Saved entries
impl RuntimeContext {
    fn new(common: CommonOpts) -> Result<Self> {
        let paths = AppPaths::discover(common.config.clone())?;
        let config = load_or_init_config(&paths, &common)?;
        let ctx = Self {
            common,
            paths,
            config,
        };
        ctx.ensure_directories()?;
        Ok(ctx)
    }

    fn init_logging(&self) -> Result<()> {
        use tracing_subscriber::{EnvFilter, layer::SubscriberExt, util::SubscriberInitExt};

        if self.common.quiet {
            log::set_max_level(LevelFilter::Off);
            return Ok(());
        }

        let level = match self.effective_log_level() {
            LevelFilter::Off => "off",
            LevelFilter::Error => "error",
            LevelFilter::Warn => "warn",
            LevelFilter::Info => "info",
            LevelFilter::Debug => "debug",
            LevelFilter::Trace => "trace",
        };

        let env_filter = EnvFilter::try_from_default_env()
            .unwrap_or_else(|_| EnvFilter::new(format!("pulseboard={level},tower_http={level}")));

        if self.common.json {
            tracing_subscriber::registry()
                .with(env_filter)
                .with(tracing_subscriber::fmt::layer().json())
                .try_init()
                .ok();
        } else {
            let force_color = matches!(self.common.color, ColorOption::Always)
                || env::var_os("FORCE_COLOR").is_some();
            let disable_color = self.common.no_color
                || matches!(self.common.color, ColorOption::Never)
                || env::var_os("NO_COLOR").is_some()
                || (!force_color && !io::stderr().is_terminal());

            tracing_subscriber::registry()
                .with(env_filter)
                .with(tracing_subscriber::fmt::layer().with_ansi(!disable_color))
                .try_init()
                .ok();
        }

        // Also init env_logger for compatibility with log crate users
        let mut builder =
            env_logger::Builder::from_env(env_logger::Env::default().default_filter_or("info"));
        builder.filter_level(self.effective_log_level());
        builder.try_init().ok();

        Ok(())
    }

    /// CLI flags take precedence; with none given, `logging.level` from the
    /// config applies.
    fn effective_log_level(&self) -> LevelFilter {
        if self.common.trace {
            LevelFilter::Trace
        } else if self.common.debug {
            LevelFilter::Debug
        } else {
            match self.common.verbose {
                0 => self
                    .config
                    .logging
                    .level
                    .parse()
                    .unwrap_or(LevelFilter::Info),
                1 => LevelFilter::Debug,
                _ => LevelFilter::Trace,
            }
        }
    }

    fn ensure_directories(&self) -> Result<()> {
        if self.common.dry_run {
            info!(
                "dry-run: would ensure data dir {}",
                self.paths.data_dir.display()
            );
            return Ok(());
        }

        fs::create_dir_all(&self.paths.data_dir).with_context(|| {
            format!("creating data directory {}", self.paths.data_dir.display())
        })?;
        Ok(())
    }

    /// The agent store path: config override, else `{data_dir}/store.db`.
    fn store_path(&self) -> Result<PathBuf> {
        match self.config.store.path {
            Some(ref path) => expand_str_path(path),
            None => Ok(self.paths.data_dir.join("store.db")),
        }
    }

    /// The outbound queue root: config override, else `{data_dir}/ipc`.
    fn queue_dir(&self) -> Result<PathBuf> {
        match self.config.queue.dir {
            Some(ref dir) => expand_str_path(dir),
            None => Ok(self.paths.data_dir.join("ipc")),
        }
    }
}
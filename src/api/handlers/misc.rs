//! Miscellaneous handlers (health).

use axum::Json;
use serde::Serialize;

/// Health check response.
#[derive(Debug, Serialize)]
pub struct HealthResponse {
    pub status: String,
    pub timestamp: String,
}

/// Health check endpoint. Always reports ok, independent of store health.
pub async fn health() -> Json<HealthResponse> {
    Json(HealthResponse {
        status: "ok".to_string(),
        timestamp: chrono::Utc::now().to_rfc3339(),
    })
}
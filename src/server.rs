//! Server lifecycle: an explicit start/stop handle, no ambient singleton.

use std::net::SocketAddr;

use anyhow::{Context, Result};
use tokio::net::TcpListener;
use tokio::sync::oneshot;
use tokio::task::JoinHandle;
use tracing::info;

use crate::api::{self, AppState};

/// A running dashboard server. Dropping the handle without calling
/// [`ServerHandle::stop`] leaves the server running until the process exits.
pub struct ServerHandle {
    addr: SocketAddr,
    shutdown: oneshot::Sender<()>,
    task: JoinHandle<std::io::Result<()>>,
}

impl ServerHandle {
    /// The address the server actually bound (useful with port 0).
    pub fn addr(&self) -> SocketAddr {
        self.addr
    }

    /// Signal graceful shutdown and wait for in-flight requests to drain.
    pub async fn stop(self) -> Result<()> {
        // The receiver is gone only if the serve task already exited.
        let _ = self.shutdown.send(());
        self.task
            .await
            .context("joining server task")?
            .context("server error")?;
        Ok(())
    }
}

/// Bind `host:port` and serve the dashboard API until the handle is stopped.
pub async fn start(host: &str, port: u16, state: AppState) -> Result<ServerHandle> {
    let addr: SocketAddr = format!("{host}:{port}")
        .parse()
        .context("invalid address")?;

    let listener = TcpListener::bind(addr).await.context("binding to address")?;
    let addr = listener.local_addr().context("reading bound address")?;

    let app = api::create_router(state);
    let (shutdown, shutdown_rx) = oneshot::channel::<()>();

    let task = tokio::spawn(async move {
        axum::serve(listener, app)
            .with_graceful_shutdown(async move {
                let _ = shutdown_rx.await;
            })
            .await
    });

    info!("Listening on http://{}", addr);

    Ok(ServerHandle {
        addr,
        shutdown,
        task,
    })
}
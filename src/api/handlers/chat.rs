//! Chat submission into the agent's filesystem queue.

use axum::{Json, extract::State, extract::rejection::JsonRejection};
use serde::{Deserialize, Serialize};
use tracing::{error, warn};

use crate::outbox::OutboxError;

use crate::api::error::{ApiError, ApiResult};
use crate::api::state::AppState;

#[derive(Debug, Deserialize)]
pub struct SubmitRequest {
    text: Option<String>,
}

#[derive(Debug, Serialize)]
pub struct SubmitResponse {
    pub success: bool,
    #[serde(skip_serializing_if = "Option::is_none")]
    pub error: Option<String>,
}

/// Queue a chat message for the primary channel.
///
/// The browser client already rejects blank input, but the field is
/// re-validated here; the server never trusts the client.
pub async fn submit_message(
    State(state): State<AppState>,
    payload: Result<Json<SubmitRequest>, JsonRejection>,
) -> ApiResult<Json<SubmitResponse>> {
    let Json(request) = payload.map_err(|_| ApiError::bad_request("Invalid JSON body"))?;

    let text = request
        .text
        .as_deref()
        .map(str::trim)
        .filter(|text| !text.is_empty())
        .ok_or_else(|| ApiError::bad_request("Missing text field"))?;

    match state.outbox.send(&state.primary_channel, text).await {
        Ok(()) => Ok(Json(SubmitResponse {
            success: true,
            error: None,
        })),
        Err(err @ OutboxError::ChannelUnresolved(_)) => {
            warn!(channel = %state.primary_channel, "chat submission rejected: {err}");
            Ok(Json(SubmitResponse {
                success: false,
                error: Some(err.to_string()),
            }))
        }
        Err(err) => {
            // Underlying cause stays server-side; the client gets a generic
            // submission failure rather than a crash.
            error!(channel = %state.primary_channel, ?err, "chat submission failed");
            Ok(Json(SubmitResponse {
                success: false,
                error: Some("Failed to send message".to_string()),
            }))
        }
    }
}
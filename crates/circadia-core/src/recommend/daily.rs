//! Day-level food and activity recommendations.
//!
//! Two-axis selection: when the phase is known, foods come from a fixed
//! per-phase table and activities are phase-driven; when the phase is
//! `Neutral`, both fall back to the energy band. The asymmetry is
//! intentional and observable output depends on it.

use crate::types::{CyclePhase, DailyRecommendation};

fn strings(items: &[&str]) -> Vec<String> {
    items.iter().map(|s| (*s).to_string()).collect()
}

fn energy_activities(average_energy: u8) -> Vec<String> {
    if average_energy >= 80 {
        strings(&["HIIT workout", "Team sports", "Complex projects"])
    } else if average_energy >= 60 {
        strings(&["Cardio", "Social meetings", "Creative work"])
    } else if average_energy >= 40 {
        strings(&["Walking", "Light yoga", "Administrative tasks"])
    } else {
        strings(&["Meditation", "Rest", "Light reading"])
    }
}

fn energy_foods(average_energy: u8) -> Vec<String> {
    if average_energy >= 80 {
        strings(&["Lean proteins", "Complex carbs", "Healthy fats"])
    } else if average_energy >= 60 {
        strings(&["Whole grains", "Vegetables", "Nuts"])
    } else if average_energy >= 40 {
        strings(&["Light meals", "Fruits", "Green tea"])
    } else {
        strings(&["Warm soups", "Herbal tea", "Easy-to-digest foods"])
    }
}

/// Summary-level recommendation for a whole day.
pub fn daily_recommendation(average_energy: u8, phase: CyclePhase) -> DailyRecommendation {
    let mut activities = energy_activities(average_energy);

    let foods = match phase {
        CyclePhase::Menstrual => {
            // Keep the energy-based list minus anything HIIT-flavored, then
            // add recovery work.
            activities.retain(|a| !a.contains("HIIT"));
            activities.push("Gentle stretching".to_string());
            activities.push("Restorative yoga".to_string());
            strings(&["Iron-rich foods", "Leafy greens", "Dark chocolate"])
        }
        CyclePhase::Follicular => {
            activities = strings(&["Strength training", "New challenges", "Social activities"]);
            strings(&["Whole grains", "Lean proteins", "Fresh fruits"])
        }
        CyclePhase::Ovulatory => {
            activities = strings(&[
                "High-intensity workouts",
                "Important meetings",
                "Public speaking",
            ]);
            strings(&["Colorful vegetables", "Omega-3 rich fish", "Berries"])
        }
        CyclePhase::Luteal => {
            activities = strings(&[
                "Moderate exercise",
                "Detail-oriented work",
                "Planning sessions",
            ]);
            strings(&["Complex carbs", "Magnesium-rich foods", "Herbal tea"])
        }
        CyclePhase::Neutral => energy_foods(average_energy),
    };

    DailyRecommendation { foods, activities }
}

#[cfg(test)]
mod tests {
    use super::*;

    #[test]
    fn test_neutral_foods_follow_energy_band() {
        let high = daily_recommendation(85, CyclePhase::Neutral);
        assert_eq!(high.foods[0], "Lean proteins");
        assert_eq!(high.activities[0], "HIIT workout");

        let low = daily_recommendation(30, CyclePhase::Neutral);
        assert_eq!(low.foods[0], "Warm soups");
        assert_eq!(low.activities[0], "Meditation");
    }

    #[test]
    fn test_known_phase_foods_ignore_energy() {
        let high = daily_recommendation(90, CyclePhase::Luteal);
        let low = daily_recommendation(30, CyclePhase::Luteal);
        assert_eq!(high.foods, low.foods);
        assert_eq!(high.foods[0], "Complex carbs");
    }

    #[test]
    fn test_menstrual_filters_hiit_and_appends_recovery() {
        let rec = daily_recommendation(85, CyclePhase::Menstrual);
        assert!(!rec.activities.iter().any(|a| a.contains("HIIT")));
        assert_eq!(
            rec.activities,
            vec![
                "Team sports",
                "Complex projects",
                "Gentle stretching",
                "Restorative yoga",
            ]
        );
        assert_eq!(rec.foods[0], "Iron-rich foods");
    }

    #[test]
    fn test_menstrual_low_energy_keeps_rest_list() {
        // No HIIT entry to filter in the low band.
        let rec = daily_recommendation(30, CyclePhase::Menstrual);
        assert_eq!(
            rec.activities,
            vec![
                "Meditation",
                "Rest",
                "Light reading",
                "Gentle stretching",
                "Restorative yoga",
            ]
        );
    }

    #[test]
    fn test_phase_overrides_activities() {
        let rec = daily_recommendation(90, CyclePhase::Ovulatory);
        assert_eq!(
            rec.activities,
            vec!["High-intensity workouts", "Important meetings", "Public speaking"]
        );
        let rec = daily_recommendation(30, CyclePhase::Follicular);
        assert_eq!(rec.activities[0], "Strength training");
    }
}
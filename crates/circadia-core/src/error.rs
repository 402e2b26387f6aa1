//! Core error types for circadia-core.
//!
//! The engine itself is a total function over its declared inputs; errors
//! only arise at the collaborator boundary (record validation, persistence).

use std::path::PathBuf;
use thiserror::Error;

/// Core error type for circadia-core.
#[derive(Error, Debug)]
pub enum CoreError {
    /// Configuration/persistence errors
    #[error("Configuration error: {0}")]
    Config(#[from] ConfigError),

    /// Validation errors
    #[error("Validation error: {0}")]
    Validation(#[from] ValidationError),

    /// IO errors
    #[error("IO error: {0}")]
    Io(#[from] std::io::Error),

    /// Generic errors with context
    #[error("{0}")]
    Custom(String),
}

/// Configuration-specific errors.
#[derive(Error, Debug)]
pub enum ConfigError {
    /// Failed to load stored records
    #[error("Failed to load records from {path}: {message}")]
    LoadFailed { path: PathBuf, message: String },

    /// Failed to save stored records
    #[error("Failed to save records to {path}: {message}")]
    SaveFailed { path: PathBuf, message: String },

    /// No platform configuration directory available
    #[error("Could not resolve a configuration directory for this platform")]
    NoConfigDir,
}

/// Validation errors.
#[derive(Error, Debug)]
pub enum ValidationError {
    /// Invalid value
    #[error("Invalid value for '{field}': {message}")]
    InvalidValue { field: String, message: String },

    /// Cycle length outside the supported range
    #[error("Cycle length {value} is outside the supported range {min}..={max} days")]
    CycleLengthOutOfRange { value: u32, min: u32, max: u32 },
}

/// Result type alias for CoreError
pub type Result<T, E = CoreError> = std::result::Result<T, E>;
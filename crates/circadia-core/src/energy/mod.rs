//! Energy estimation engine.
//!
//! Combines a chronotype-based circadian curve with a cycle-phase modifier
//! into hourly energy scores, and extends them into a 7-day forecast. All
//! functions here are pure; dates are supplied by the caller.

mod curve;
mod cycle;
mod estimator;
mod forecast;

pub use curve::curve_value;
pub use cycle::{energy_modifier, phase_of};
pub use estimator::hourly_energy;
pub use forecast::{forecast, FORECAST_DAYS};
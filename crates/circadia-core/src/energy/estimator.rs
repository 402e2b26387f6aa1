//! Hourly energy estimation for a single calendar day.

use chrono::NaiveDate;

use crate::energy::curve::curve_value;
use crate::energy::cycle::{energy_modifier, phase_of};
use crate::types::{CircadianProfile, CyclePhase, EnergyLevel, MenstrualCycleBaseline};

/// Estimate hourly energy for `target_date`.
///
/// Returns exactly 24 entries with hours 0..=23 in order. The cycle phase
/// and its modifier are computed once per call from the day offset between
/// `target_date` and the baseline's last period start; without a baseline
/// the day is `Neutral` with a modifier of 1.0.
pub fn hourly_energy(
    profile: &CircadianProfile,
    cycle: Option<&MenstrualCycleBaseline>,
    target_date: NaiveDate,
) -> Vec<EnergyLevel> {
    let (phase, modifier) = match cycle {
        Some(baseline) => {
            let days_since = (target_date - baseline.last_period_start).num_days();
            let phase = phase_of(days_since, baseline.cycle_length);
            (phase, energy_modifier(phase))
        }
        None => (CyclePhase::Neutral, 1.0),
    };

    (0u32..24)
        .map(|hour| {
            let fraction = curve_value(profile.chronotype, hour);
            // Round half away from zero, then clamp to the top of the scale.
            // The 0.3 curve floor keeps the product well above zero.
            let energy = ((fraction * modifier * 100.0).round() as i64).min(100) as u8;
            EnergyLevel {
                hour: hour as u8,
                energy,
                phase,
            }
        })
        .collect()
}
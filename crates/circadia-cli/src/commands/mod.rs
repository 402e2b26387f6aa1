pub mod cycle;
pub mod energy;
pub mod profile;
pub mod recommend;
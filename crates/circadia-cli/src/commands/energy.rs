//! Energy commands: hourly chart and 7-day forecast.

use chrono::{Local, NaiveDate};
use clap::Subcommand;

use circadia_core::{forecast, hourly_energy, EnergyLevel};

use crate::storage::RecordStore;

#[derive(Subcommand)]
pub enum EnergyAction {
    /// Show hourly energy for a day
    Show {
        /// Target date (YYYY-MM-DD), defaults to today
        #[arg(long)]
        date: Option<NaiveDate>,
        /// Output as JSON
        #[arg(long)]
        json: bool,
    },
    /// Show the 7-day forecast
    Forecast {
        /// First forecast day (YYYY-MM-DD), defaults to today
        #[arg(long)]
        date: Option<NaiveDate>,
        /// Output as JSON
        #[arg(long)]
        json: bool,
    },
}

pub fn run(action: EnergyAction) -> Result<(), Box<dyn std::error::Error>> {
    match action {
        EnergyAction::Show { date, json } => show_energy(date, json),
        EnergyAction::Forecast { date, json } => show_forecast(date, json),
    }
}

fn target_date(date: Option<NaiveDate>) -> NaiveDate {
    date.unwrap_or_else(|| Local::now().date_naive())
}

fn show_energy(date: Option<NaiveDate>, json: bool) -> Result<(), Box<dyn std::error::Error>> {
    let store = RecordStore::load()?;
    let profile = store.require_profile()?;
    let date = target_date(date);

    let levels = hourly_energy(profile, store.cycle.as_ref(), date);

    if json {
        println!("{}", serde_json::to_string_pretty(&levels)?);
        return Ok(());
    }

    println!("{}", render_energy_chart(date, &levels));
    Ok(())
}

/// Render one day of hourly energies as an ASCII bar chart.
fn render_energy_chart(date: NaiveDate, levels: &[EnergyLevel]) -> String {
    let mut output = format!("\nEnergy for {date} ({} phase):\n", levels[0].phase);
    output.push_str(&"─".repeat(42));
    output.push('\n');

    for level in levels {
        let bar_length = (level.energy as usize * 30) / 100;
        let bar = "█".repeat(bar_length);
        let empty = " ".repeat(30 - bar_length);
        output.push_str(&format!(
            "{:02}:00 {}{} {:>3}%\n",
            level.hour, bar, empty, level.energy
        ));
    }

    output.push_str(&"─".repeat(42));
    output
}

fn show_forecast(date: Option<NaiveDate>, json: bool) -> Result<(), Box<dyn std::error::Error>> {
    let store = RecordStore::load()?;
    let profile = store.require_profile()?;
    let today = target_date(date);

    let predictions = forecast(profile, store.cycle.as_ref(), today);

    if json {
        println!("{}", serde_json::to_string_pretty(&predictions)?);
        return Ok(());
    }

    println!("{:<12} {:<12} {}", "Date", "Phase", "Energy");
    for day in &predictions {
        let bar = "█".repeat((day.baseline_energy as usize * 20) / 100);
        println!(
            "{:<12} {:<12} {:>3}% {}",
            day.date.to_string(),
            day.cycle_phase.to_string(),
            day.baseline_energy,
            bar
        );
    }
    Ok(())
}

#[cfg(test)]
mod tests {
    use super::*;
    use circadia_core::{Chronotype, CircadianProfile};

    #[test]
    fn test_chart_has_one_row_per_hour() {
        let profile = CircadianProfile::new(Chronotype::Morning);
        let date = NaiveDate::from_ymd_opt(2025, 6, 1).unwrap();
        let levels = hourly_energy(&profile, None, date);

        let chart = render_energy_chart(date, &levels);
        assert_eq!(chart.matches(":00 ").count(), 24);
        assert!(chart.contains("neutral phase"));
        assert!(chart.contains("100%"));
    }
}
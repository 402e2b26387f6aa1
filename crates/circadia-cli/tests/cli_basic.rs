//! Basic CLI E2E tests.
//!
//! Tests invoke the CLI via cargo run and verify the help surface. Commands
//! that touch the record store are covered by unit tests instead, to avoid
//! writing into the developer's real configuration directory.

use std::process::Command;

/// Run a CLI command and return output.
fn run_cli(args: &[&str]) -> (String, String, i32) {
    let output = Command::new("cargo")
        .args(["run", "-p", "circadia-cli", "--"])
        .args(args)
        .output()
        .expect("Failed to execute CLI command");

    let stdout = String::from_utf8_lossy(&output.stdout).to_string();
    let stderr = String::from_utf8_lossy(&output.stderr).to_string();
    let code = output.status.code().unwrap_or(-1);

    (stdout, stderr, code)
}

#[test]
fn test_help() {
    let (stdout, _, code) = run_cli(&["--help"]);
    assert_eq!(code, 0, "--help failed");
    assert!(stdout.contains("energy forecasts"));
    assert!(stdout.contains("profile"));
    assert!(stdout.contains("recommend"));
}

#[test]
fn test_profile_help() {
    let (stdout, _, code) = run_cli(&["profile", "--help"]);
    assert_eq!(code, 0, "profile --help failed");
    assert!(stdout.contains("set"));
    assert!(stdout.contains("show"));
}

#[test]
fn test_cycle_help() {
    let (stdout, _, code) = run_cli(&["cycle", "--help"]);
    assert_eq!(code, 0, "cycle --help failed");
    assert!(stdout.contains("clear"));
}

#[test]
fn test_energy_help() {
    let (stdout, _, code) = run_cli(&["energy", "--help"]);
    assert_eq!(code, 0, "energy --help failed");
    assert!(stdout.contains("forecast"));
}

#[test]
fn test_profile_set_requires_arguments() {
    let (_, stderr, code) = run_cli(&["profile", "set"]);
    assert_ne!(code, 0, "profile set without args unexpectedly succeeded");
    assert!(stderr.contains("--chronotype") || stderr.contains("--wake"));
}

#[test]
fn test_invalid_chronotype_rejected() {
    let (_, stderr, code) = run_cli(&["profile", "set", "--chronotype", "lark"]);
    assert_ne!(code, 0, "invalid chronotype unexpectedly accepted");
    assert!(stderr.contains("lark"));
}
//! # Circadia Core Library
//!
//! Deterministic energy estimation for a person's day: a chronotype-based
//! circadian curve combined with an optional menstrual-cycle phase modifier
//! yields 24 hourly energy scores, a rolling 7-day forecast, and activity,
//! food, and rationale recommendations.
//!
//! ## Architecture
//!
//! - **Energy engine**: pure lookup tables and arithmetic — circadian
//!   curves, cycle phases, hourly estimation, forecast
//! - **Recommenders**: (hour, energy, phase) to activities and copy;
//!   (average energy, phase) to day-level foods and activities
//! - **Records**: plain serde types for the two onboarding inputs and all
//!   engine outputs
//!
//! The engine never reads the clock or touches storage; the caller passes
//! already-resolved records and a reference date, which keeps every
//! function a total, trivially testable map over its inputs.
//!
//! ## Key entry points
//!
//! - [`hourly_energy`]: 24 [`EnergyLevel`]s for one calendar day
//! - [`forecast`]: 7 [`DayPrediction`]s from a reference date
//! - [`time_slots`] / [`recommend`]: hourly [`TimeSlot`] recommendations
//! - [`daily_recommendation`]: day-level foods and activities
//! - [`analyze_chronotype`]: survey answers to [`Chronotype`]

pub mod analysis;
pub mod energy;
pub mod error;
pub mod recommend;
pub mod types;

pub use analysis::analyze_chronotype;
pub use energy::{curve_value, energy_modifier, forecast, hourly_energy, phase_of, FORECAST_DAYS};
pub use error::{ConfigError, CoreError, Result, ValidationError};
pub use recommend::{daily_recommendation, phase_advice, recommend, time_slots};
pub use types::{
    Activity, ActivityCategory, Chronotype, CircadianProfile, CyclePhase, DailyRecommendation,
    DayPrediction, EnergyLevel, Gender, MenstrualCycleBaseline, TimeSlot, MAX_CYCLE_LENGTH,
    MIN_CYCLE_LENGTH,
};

(WORK REQUEST):
Write out exactly the lines that fall from the line with "over its inputs." to the line with "pub mod types;" in the records above, keeping both ends.

(EXERCISE ANSWER):
//! function a total, trivially testable map over its inputs.
//!
//! ## Key entry points
//!
//! - [`hourly_energy`]: 24 [`EnergyLevel`]s for one calendar day
//! - [`forecast`]: 7 [`DayPrediction`]s from a reference date
//! - [`time_slots`] / [`recommend`]: hourly [`TimeSlot`] recommendations
//! - [`daily_recommendation`]: day-level foods and activities
//! - [`analyze_chronotype`]: survey answers to [`Chronotype`]

pub mod analysis;
pub mod energy;
pub mod error;
pub mod recommend;
pub mod types;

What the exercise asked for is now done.